**TASK DESCRIPTION:** Once you have checked each line below for the word "static", give the number of lines that have it and nothing further.
>>>
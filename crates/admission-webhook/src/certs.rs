use std::{path::Path, sync::Arc};

use ::tracing::{info, warn};
use anyhow::{anyhow, Result};
use axum_server::tls_rustls::RustlsConfig;
use rustls::ServerConfig;
use rustls_pki_types::{pem::SliceIter, CertificateDer, PrivateKeyDer};

// Certificate hot reload relies on inotify, which is available only on linux
#[cfg(target_os = "linux")]
use tokio_stream::StreamExt;

use crate::config::TlsConfig;

/// There's no watching of the certificate files on non-linux platforms
/// since we rely on inotify to watch for changes
#[cfg(not(target_os = "linux"))]
pub(crate) async fn create_tls_config_and_watch_certificate_changes(
    tls_config: TlsConfig,
) -> Result<RustlsConfig> {
    let (cert, key) = load_server_cert_and_key(&tls_config.cert_file, &tls_config.key_file).await?;
    let server_config = build_tls_server_config(cert, key)?;
    Ok(RustlsConfig::from_config(Arc::new(server_config)))
}

/// Return the RustlsConfig and watch for changes in the certificate files
/// using inotify.
/// When both the certificate and its key are rewritten, the RustlsConfig is
/// reloaded, causing the https server to use the new certificate.
#[cfg(target_os = "linux")]
pub(crate) async fn create_tls_config_and_watch_certificate_changes(
    tls_config: TlsConfig,
) -> Result<RustlsConfig> {
    use ::tracing::error;

    let (cert, key) = load_server_cert_and_key(&tls_config.cert_file, &tls_config.key_file).await?;
    let initial_config = build_tls_server_config(cert, key)?;

    let rust_config = RustlsConfig::from_config(Arc::new(initial_config));
    let reloadable_rust_config = rust_config.clone();

    let inotify =
        inotify::Inotify::init().map_err(|e| anyhow!("Cannot initialize inotify: {e}"))?;
    let cert_watch = inotify
        .watches()
        .add(&tls_config.cert_file, inotify::WatchMask::CLOSE_WRITE)
        .map_err(|e| anyhow!("Cannot watch certificate file: {e}"))?;
    let key_watch = inotify
        .watches()
        .add(&tls_config.key_file, inotify::WatchMask::CLOSE_WRITE)
        .map_err(|e| anyhow!("Cannot watch key file: {e}"))?;

    let buffer = [0; 1024];
    let stream = inotify
        .into_event_stream(buffer)
        .map_err(|e| anyhow!("Cannot create inotify event stream: {e}"))?;

    tokio::spawn(async move {
        tokio::pin!(stream);
        let mut cert_changed = false;
        let mut key_changed = false;

        while let Some(event) = stream.next().await {
            let event = match event {
                Ok(event) => event,
                Err(e) => {
                    warn!("Cannot read inotify event: {e}");
                    continue;
                }
            };

            if event.wd == cert_watch {
                info!("TLS certificate file has been modified");
                cert_changed = true;
            }
            if event.wd == key_watch {
                info!("TLS key file has been modified");
                key_changed = true;
            }

            if !(key_changed && cert_changed) {
                continue;
            }
            cert_changed = false;
            key_changed = false;

            info!("Reloading TLS certificates");
            let server_config =
                match load_server_cert_and_key(&tls_config.cert_file, &tls_config.key_file)
                    .await
                    .and_then(|(cert, key)| build_tls_server_config(cert, key))
                {
                    Ok(server_config) => server_config,
                    Err(e) => {
                        error!("Failed to reload TLS certificates: {e}");
                        continue;
                    }
                };
            reloadable_rust_config.reload_from_config(Arc::new(server_config));
        }
    });

    Ok(rust_config)
}

fn build_tls_server_config(
    cert: Vec<CertificateDer<'static>>,
    key: PrivateKeyDer<'static>,
) -> Result<ServerConfig> {
    Ok(ServerConfig::builder()
        .with_no_client_auth()
        .with_single_cert(cert, key)?)
}

/// Load the server certificate and its private key. Each file must hold
/// exactly one PEM entry.
pub(crate) async fn load_server_cert_and_key(
    cert_file: &Path,
    key_file: &Path,
) -> Result<(Vec<CertificateDer<'static>>, PrivateKeyDer<'static>)> {
    let cert_contents = tokio::fs::read(cert_file)
        .await
        .map_err(|e| anyhow!("Error opening certificate file {}: {e}", cert_file.display()))?;
    let key_contents = tokio::fs::read(key_file)
        .await
        .map_err(|e| anyhow!("Error opening key file {}: {e}", key_file.display()))?;

    let cert_iterator: SliceIter<CertificateDer> = SliceIter::new(&cert_contents[..]);
    let certs: Vec<CertificateDer<'static>> = cert_iterator
        .filter_map(|it| {
            if let Err(ref e) = it {
                warn!("Cannot parse certificate: {e}");
            }
            it.ok()
        })
        .collect();

    if certs.is_empty() {
        return Err(anyhow!(
            "Expected at least one certificate in certificate file {}, found 0",
            cert_file.display()
        ));
    }

    let key_iterator: SliceIter<PrivateKeyDer> = SliceIter::new(&key_contents[..]);
    let mut keys: Vec<PrivateKeyDer<'static>> = key_iterator
        .filter_map(|it| {
            if let Err(ref e) = it {
                warn!("Cannot parse private key: {e}");
            }
            it.ok()
        })
        .collect();

    if keys.len() != 1 {
        return Err(anyhow!(
            "Expected exactly one key in key file, found {}",
            keys.len()
        ));
    }

    Ok((certs, keys.remove(0)))
}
<<<
**RESPONSE TO THIS EXERCISE:** 5